Jump to Main Content
Zinc treatment increases the titre of ‘Candidatus Liberibacter asiaticus’ in huanglongbing‐affected citrus plants while affecting the bacterial microbiomes
- M.Q. Zhang, Y. Guo, C.A. Powell, M.S. Doud, C.Y. Yang, H. Zhou, Y.P. Duan
- Journal of applied microbiology 2016 v.120 no.6 pp. 1616-1628
- Actinobacteria, Candidatus Liberibacter asiaticus, Citrus, Staphylococcaceae, bacteria, greening disease, leaves, microbial ecology, microbiome, nutrient deficiencies, pathogens, zinc
- AIMS: Huanglongbing (HLB)‐affected citrus often display zinc deficiency symptoms. In this study, supplemental zinc was applied to citrus to determine its effect on Candidatus Liberibacter asiaticus (Las) titre, HLB symptoms, and leaf microbiome. METHODS AND RESULTS: HLB‐affected citrus were treated with various amounts of zinc.
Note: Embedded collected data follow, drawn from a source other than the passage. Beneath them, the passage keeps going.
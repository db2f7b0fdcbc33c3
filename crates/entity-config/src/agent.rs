//! Agent configuration.

use serde::{Deserialize, Serialize};

#[derive(Debug, Clone, Serialize, Deserialize)]
pub struct AgentConfig {
    #[serde(default = "default_listen_addr")]
    pub listen_addr: String,

    /// Ephemeral workspace (identity.json), wiped by the observer on
    /// death. Distinct from `credits_dir`, which survives.
    #[serde(default = "default_workspace_dir")]
    pub workspace_dir: String,

    /// Persistent credits directory (`balance.json`). Never cleared.
    #[serde(default = "default_credits_dir")]
    pub credits_dir: String,

    /// Vault of redacted-secret archive (`secrets.jsonl`).
    #[serde(default = "default_vault_dir")]
    pub vault_dir: String,

    pub internal_api_key: String,
    pub model_gateway_key: String,

    /// Base URL of the external model gateway. Ambient addition: the
    /// spec treats the gateway as an external collaborator referenced
    /// only by its contract, so this is the knob that supplies it.
    #[serde(default = "default_model_gateway_base_url")]
    pub model_gateway_base_url: String,

    #[serde(default = "default_observer_base_url")]
    pub observer_base_url: String,

    #[serde(default = "default_monthly_budget_usd")]
    pub monthly_budget_usd: f64,

    #[serde(default = "default_think_interval_min_s")]
    pub think_interval_min_s: u64,
    #[serde(default = "default_think_interval_max_s")]
    pub think_interval_max_s: u64,

    /// Ordered model tiers the gateway client rotates through on 429.
    /// Not an explicit spec knob (the spec only says "configured tier
    /// list"); this is how that list is actually supplied.
    #[serde(default = "default_model_tiers")]
    pub model_tiers: Vec<String>,

    /// Balance floor below which `switch_model` is rejected.
    #[serde(default = "default_switch_model_floor_usd")]
    pub switch_model_floor_usd: f64,

    #[serde(default)]
    pub logging: crate::LoggingConfig,
}

fn default_listen_addr() -> String {
    "127.0.0.1:8081".to_string()
}

fn default_workspace_dir() -> String {
    "./data/workspace".to_string()
}

fn default_credits_dir() -> String {
    "./data/credits".to_string()
}

fn default_vault_dir() -> String {
    "./data/vault".to_string()
}

fn default_model_gateway_base_url() -> String {
    "http://127.0.0.1:9090".to_string()
}

fn default_observer_base_url() -> String {
    "http://127.0.0.1:8080".to_string()
}

fn default_monthly_budget_usd() -> f64 {
    5.00
}

fn default_think_interval_min_s() -> u64 {
    60
}

fn default_think_interval_max_s() -> u64 {
    300
}

fn default_model_tiers() -> Vec<String> {
    vec!["primary".to_string(), "fallback".to_string()]
}

fn default_switch_model_floor_usd() -> f64 {
    0.50
}

impl AgentConfig {
    pub fn load(path: Option<&str>) -> Result<Self, config::ConfigError> {
        let mut builder = config::Config::builder();

        if let Some(path) = path {
            builder = builder.add_source(config::File::with_name(path).required(false));
        }

        builder = builder.add_source(
            config::Environment::default()
                .separator("_")
                .try_parsing(true),
        );

        builder.build()?.try_deserialize()
    }
}

#[cfg(test)]
mod tests {
    use super::*;

    fn sample() -> AgentConfig {
        AgentConfig {
            listen_addr: default_listen_addr(),
            workspace_dir: default_workspace_dir(),
            credits_dir: default_credits_dir(),
            vault_dir: default_vault_dir(),
            internal_api_key: "secret".into(),
            model_gateway_key: "gw".into(),
            model_gateway_base_url: default_model_gateway_base_url(),
            observer_base_url: default_observer_base_url(),
            monthly_budget_usd: default_monthly_budget_usd(),
            think_interval_min_s: default_think_interval_min_s(),
            think_interval_max_s: default_think_interval_max_s(),
            model_tiers: default_model_tiers(),
            switch_model_floor_usd: default_switch_model_floor_usd(),
            logging: crate::LoggingConfig::default(),
        }
    }

    #[test]
    fn defaults_match_spec() {
        let c = sample();
        assert_eq!(c.monthly_budget_usd, 5.00);
        assert_eq!(c.think_interval_min_s, 60);
        assert_eq!(c.think_interval_max_s, 300);
    }

    #[test]
    fn workspace_and_credits_dirs_are_distinct() {
        let c = sample();
        assert_ne!(c.workspace_dir, c.credits_dir);
    }
}
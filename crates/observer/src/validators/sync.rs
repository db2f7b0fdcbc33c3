//! Sync validator: periodically compares the agent's self-reported
//! `life_number`/`is_alive` against the observer's record and corrects
//! drift. The observer is always authoritative; this loop never
//! declares death on its own (spec §4.2).

use crate::gateway::{AgentClient, ForceSyncRequest};
use crate::lifecycle::LifecycleManager;
use std::sync::Arc;
use std::time::Duration;
use tracing::{info, warn};

pub async fn run(lifecycle: Arc<LifecycleManager>, agent: Arc<AgentClient>, interval_s: u64) {
    let mut interval = tokio::time::interval(Duration::from_secs(interval_s));
    loop {
        interval.tick().await;
        tick(&lifecycle, &agent).await;
    }
}

async fn tick(lifecycle: &Arc<LifecycleManager>, agent: &Arc<AgentClient>) {
    let agent_state = match agent.get_state().await {
        Ok(s) => s,
        Err(e) => {
            warn!(error = %e, "sync validator: agent unreachable, skipping this tick");
            return;
        }
    };

    let observer_state = lifecycle.current_state().await;

    if agent_state.life_number.is_unset() {
        if observer_state.is_alive {
            info!("sync validator: agent forgot its identity, re-delivering current life");
            lifecycle.redeliver_current_life().await;
        } else {
            info!("sync validator: agent has no life yet and observer is dead, triggering birth");
            lifecycle.force_birth_now().await;
        }
        return;
    }

    if agent_state.life_number.0 < observer_state.life_number.0 {
        info!(
            agent = %agent_state.life_number,
            observer = %observer_state.life_number,
            "sync validator: agent behind, forcing sync"
        );
        force_sync(agent, &observer_state).await;
        return;
    }

    if agent_state.life_number.0 > observer_state.life_number.0 {
        warn!(
            agent = %agent_state.life_number,
            observer = %observer_state.life_number,
            "sync validator: agent ahead of observer, anomaly"
        );
        force_sync(agent, &observer_state).await;
        return;
    }

    if agent_state.is_alive != observer_state.is_alive {
        info!(
            observer_is_alive = observer_state.is_alive,
            "sync validator: liveness disagreement, observer wins"
        );
        force_sync(agent, &observer_state).await;
    }
}

async fn force_sync(agent: &Arc<AgentClient>, observer_state: &entity_types::LifeState) {
    let payload = ForceSyncRequest {
        life_number: observer_state.life_number,
        is_alive: Some(observer_state.is_alive),
    };
    if let Err(e) = agent.post_force_sync(&payload).await {
        warn!(error = %e, "sync validator: force-sync call failed");
    }
}
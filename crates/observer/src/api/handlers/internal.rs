//! Internal HTTP surface the agent calls into, guarded by
//! `X-Internal-Key` rather than the admin bearer-token/CIDR check.
//! Not named in spec §6's own internal-endpoint list (those are the
//! ones the *observer* calls on the *agent*) but required to close the
//! loop for step 8 of the think-act cycle ("report activity to
//! observer") and for oracle-message delivery/acknowledgement.

use crate::api::state::AppState;
use crate::auth::check_internal_key;
use axum::extract::State;
use axum::http::HeaderMap;
use axum::response::IntoResponse;
use axum::Json;
use chrono::Utc;
use entity_types::error::ApiError;
use entity_types::{ActivityEvent, ActivityKind, LifeNumber};
use serde::Deserialize;
use serde_json::json;

#[derive(Debug, Deserialize)]
pub struct ActivityReport {
    pub life_number: LifeNumber,
    pub kind: ActivityKind,
    pub payload: serde_json::Value,
}

pub async fn report_activity(
    State(app): State<AppState>,
    headers: HeaderMap,
    Json(body): Json<ActivityReport>,
) -> Result<impl IntoResponse, ApiError> {
    check_internal_key(&headers, &app.internal_api_key)?;

    let event = ActivityEvent {
        id: 0,
        life_number: body.life_number,
        ts: Utc::now(),
        kind: body.kind,
        payload: body.payload,
    };
    let stored = app
        .storage
        .append_activity(event)
        .await
        .map_err(|e| ApiError::internal(e.to_string()))?;
    let _ = app.activity_tx.send(stored);

    Ok(Json(json!({"ok": true})))
}

pub async fn pending_oracle(
    State(app): State<AppState>,
    headers: HeaderMap,
) -> Result<impl IntoResponse, ApiError> {
    check_internal_key(&headers, &app.internal_api_key)?;
    let message = app
        .storage
        .pending_oracle()
        .await
        .map_err(|e| ApiError::internal(e.to_string()))?;
    Ok(Json(json!({"message": message})))
}

pub async fn acknowledge_oracle(
    State(app): State<AppState>,
    headers: HeaderMap,
) -> Result<impl IntoResponse, ApiError> {
    check_internal_key(&headers, &app.internal_api_key)?;
    app.storage
        .acknowledge_oracle()
        .await
        .map_err(|e| ApiError::internal(e.to_string()))?;
    Ok(Json(json!({"ok": true})))
}
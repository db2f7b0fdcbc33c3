//! Background loop that closes vote rounds once their window elapses
//! and adjudicates the outcome (spec §4.3). Ticks far more frequently
//! than the voting window itself so a round never lingers long past
//! its `closes_at`.

use crate::lifecycle::LifecycleManager;
use crate::storage::Storage;
use chrono::{Duration, Utc};
use entity_types::{DeathCause, VoteOutcome, VoteRound};
use std::sync::Arc;
use std::time::Duration as StdDuration;
use tracing::{error, info};

pub async fn run(
    storage: Arc<dyn Storage>,
    lifecycle: Arc<LifecycleManager>,
    tick_interval_s: u64,
    voting_window_s: i64,
) {
    let mut interval = tokio::time::interval(StdDuration::from_secs(tick_interval_s));
    loop {
        interval.tick().await;
        if let Err(e) = tick(&storage, &lifecycle, voting_window_s).await {
            error!(error = %e, "vote watcher tick failed");
        }
    }
}

async fn tick(
    storage: &Arc<dyn Storage>,
    lifecycle: &Arc<LifecycleManager>,
    voting_window_s: i64,
) -> Result<(), crate::storage::StorageError> {
    let due = storage.list_due_open_rounds(Utc::now()).await?;
    for mut round in due {
        let life_number = round.life_number;
        let outcome = round.adjudicate();
        round.close_with(outcome);
        storage.persist_round(&round).await?;

        match outcome {
            VoteOutcome::Died => {
                info!(life_number = %life_number, "vote round closed: death by majority");
                lifecycle
                    .transition_to_dying(DeathCause::VoteMajority)
                    .await;
            }
            VoteOutcome::Survived => {
                info!(life_number = %life_number, "vote round closed: survived");
                let next_round = VoteRound::open(life_number, Duration::seconds(voting_window_s));
                storage.open_round(&next_round).await?;
            }
        }
    }
    Ok(())
}
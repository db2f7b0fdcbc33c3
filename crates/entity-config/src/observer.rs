//! Observer configuration: all knobs enumerated in spec §6, loaded
//! default -> optional file -> environment, same precedence order as
//! the fleet daemon's `DaemonConfig::load`.

use serde::{Deserialize, Serialize};

#[derive(Debug, Clone, Serialize, Deserialize)]
pub struct ObserverConfig {
    #[serde(default = "default_listen_addr")]
    pub listen_addr: String,

    #[serde(default = "default_data_dir")]
    pub data_dir: String,

    /// Base URL of the agent's loopback-only internal API.
    #[serde(default = "default_agent_base_url")]
    pub agent_base_url: String,

    pub internal_api_key: String,
    pub admin_token: String,
    pub ip_salt: String,

    #[serde(default = "default_local_network_cidr")]
    pub local_network_cidr: String,

    /// Direct peers allowed to set `X-Forwarded-For`; anything else is
    /// ignored and the TCP peer address is used instead. Ambient
    /// addition implementing the forwarded-address trust boundary.
    #[serde(default = "default_trusted_proxy_cidr")]
    pub trusted_proxy_cidr: String,

    #[serde(default = "default_respawn_delay_min_s")]
    pub respawn_delay_min_s: u64,
    #[serde(default = "default_respawn_delay_max_s")]
    pub respawn_delay_max_s: u64,

    #[serde(default = "default_sync_interval_s")]
    pub sync_interval_s: u64,

    #[serde(default = "default_voting_window_s")]
    pub voting_window_s: i64,

    /// How often the voting watcher checks for rounds past `closes_at`.
    /// Not an explicit spec knob; ambient addition implementing "ticks
    /// every few seconds".
    #[serde(default = "default_vote_watch_interval_s")]
    pub vote_watch_interval_s: u64,

    #[serde(default = "default_budget_poll_interval_s")]
    pub budget_poll_interval_s: u64,

    #[serde(default)]
    pub logging: crate::LoggingConfig,
}

fn default_listen_addr() -> String {
    "0.0.0.0:8080".to_string()
}

fn default_data_dir() -> String {
    "./data".to_string()
}

fn default_agent_base_url() -> String {
    "http://127.0.0.1:8081".to_string()
}

fn default_local_network_cidr() -> String {
    "192.168.0.0/24".to_string()
}

fn default_trusted_proxy_cidr() -> String {
    "127.0.0.1/32".to_string()
}

fn default_respawn_delay_min_s() -> u64 {
    10
}

fn default_respawn_delay_max_s() -> u64 {
    60
}

fn default_sync_interval_s() -> u64 {
    30
}

fn default_voting_window_s() -> i64 {
    3600
}

fn default_vote_watch_interval_s() -> u64 {
    5
}

fn default_budget_poll_interval_s() -> u64 {
    30
}

impl ObserverConfig {
    /// Load from an optional config file plus environment variables.
    /// Required fields (`internal_api_key`, `admin_token`, `ip_salt`)
    /// have no default and must come from the file or environment.
    pub fn load(path: Option<&str>) -> Result<Self, config::ConfigError> {
        let mut builder = config::Config::builder();

        if let Some(path) = path {
            builder = builder.add_source(config::File::with_name(path).required(false));
        }

        builder = builder.add_source(
            config::Environment::default()
                .separator("_")
                .try_parsing(true),
        );

        builder.build()?.try_deserialize()
    }
}

#[cfg(test)]
mod tests {
    use super::*;

    fn sample() -> ObserverConfig {
        ObserverConfig {
            listen_addr: default_listen_addr(),
            data_dir: default_data_dir(),
            agent_base_url: default_agent_base_url(),
            internal_api_key: "secret".into(),
            admin_token: "admin".into(),
            ip_salt: "salt".into(),
            local_network_cidr: default_local_network_cidr(),
            trusted_proxy_cidr: default_trusted_proxy_cidr(),
            respawn_delay_min_s: default_respawn_delay_min_s(),
            respawn_delay_max_s: default_respawn_delay_max_s(),
            sync_interval_s: default_sync_interval_s(),
            voting_window_s: default_voting_window_s(),
            vote_watch_interval_s: default_vote_watch_interval_s(),
            budget_poll_interval_s: default_budget_poll_interval_s(),
            logging: crate::LoggingConfig::default(),
        }
    }

    #[test]
    fn defaults_match_spec() {
        let c = sample();
        assert_eq!(c.respawn_delay_min_s, 10);
        assert_eq!(c.respawn_delay_max_s, 60);
        assert_eq!(c.sync_interval_s, 30);
        assert_eq!(c.voting_window_s, 3600);
        assert_eq!(c.budget_poll_interval_s, 30);
        assert_eq!(c.local_network_cidr, "192.168.0.0/24");
    }
}
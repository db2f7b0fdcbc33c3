//! Shared wire and domain types for the digital-entity platform.
//!
//! This crate has no I/O of its own: it defines the data model shared
//! between the `observer` and `agent` binaries (and the error taxonomy
//! they both speak at their HTTP boundaries) so that the two services
//! never drift on wire shapes.

pub mod activity;
pub mod error;
pub mod ids;
pub mod ledger;
pub mod life;
pub mod memory;
pub mod oracle;
pub mod vote;

pub use activity::{ActivityEvent, ActivityKind};
pub use error::{ApiError, ErrorKind};
pub use ids::{LifeNumber, RoundId, VoterFingerprint};
pub use ledger::{ChargeOutcome, ChargeRecord, CreditLedger, LedgerStatus};
pub use life::{BootstrapMode, DeathCause, IdentityTriple, Life, LifeState};
pub use memory::MemoryFragment;
pub use oracle::{OracleKind, OracleMessage};
pub use vote::{Vote, VoteChoice, VoteOutcome, VoteRound, VoteRoundStatus};
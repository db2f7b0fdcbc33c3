//! Voting: per-life rounds, submission with rate-limit/uniqueness
//! enforcement, and watcher-driven adjudication (spec §4.3).

pub mod watcher;

use crate::storage::Storage;
use chrono::{Duration, Utc};
use entity_types::{RoundId, Vote, VoteChoice, VoterFingerprint};
use std::sync::Arc;

#[derive(Debug, Clone, Copy, PartialEq, Eq)]
pub enum VoteSubmitOutcome {
    Accepted,
    Cooldown { remaining_seconds: i64 },
    Duplicate,
    Dead,
}

const HOURLY_COOLDOWN: i64 = 3600;

/// Submits a vote to the currently open round for `life_number`.
///
/// Constraints are checked in the order spec §4.3 lists them: dead-state
/// lock first (life must be alive), then round-scoped duplication (a
/// second vote from the same fingerprint on the same round is always
/// `Duplicate`, never `Cooldown`), then the hourly rate limit across
/// all rounds.
pub async fn submit_vote(
    storage: &Arc<dyn Storage>,
    is_alive: bool,
    round_id: RoundId,
    fingerprint: VoterFingerprint,
    choice: VoteChoice,
) -> Result<VoteSubmitOutcome, crate::storage::StorageError> {
    if !is_alive {
        return Ok(VoteSubmitOutcome::Dead);
    }

    if storage.has_voted_in_round(round_id, fingerprint).await? {
        return Ok(VoteSubmitOutcome::Duplicate);
    }

    if let Some(last) = storage.last_accepted_vote_at(fingerprint).await? {
        let elapsed = Utc::now() - last;
        if elapsed < Duration::seconds(HOURLY_COOLDOWN) {
            let remaining = Duration::seconds(HOURLY_COOLDOWN) - elapsed;
            return Ok(VoteSubmitOutcome::Cooldown {
                remaining_seconds: remaining.num_seconds().max(0),
            });
        }
    }

    let vote = Vote {
        round_id,
        voter_fingerprint: fingerprint,
        choice,
        cast_at: Utc::now(),
    };

    let inserted = storage.record_vote(&vote).await?;
    if !inserted {
        return Ok(VoteSubmitOutcome::Duplicate);
    }

    let mut round = storage
        .get_round(round_id)
        .await?
        .ok_or_else(|| crate::storage::StorageError::NotFound("vote round".to_string()))?;
    round.record(choice);
    storage.persist_round(&round).await.ok();

    Ok(VoteSubmitOutcome::Accepted)
}

#[cfg(test)]
mod tests {
    use super::*;
    use crate::storage::SqliteStorage;
    use entity_types::{LifeNumber, VoteRound};

    async fn storage_with_round() -> (Arc<dyn Storage>, RoundId) {
        let storage: Arc<dyn Storage> = Arc::new(SqliteStorage::connect(":memory:").await.unwrap());
        let round = VoteRound::open(LifeNumber(1), Duration::hours(1));
        storage.open_round(&round).await.unwrap();
        (storage, round.id)
    }

    #[tokio::test]
    async fn dead_life_rejects_vote_regardless_of_round_state() {
        let (storage, round_id) = storage_with_round().await;
        let outcome = submit_vote(
            &storage,
            false,
            round_id,
            VoterFingerprint([1u8; 32]),
            VoteChoice::Live,
        )
        .await
        .unwrap();
        assert_eq!(outcome, VoteSubmitOutcome::Dead);
    }

    #[tokio::test]
    async fn first_vote_is_accepted() {
        let (storage, round_id) = storage_with_round().await;
        let outcome = submit_vote(
            &storage,
            true,
            round_id,
            VoterFingerprint([2u8; 32]),
            VoteChoice::Live,
        )
        .await
        .unwrap();
        assert_eq!(outcome, VoteSubmitOutcome::Accepted);
    }

    #[tokio::test]
    async fn second_vote_same_round_is_duplicate_not_cooldown() {
        let (storage, round_id) = storage_with_round().await;
        let fp = VoterFingerprint([3u8; 32]);
        submit_vote(&storage, true, round_id, fp, VoteChoice::Live)
            .await
            .unwrap();
        let outcome = submit_vote(&storage, true, round_id, fp, VoteChoice::Die)
            .await
            .unwrap();
        assert_eq!(outcome, VoteSubmitOutcome::Duplicate);
    }

    #[tokio::test]
    async fn second_round_within_hour_is_cooldown() {
        let (storage, round_id) = storage_with_round().await;
        let fp = VoterFingerprint([4u8; 32]);
        submit_vote(&storage, true, round_id, fp, VoteChoice::Live)
            .await
            .unwrap();

        let round2 = VoteRound::open(LifeNumber(2), Duration::hours(1));
        storage.open_round(&round2).await.unwrap();
        let outcome = submit_vote(&storage, true, round2.id, fp, VoteChoice::Die)
            .await
            .unwrap();
        assert!(matches!(outcome, VoteSubmitOutcome::Cooldown { .. }));
    }
}
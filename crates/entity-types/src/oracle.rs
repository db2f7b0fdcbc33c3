//! OracleMessage: out-of-band administrative directive to the agent.

use chrono::{DateTime, Utc};
use serde::{Deserialize, Serialize};

#[derive(Debug, Clone, Copy, PartialEq, Eq, Serialize, Deserialize)]
#[serde(rename_all = "snake_case")]
pub enum OracleKind {
    Oracle,
    Whisper,
    Architect,
}

#[derive(Debug, Clone, Serialize, Deserialize)]
pub struct OracleMessage {
    pub kind: OracleKind,
    pub text: String,
    pub delivered_at: DateTime<Utc>,
    pub acknowledged_at: Option<DateTime<Utc>>,
}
The treatments promoted Las growth and affected microbiomes in citrus leaves. Phylochip™‐based results indicated that 5475 of over 50 000 known Operational Taxonomic Units (OTUs) in 52 phyla were detected in the midribs of HLB‐affected citrus, of which Proteobacteria was the most abundant, followed by Firmicutes and Actinobacteria. In comparison, the microbiomes of zinc‐treated diseased plants had overall more OTUs with higher amounts of Proteobacteria, but decreased percentages of Firmicutes and Actinobacteria. In addition, more OTUs of siderophore‐producing bacteria were present. Only zinc‐sensitive Staphylococcaceae had higher OTU's in the diseased plants without zinc treatments. CONCLUSIONS: Although HLB‐affected citrus appear zinc deficient, zinc amendments increased the pathogen levels and shifted the microbiome. SIGNIFICANCE AND IMPACT OF THE STUDY: HLB is currently the most devastating disease of citrus worldwide. Zinc is often applied to HLB‐affected citrus due to zinc deficiency symptoms. This study provided new insights into the potential effects of zinc on HLB and the microbial ecology of citrus.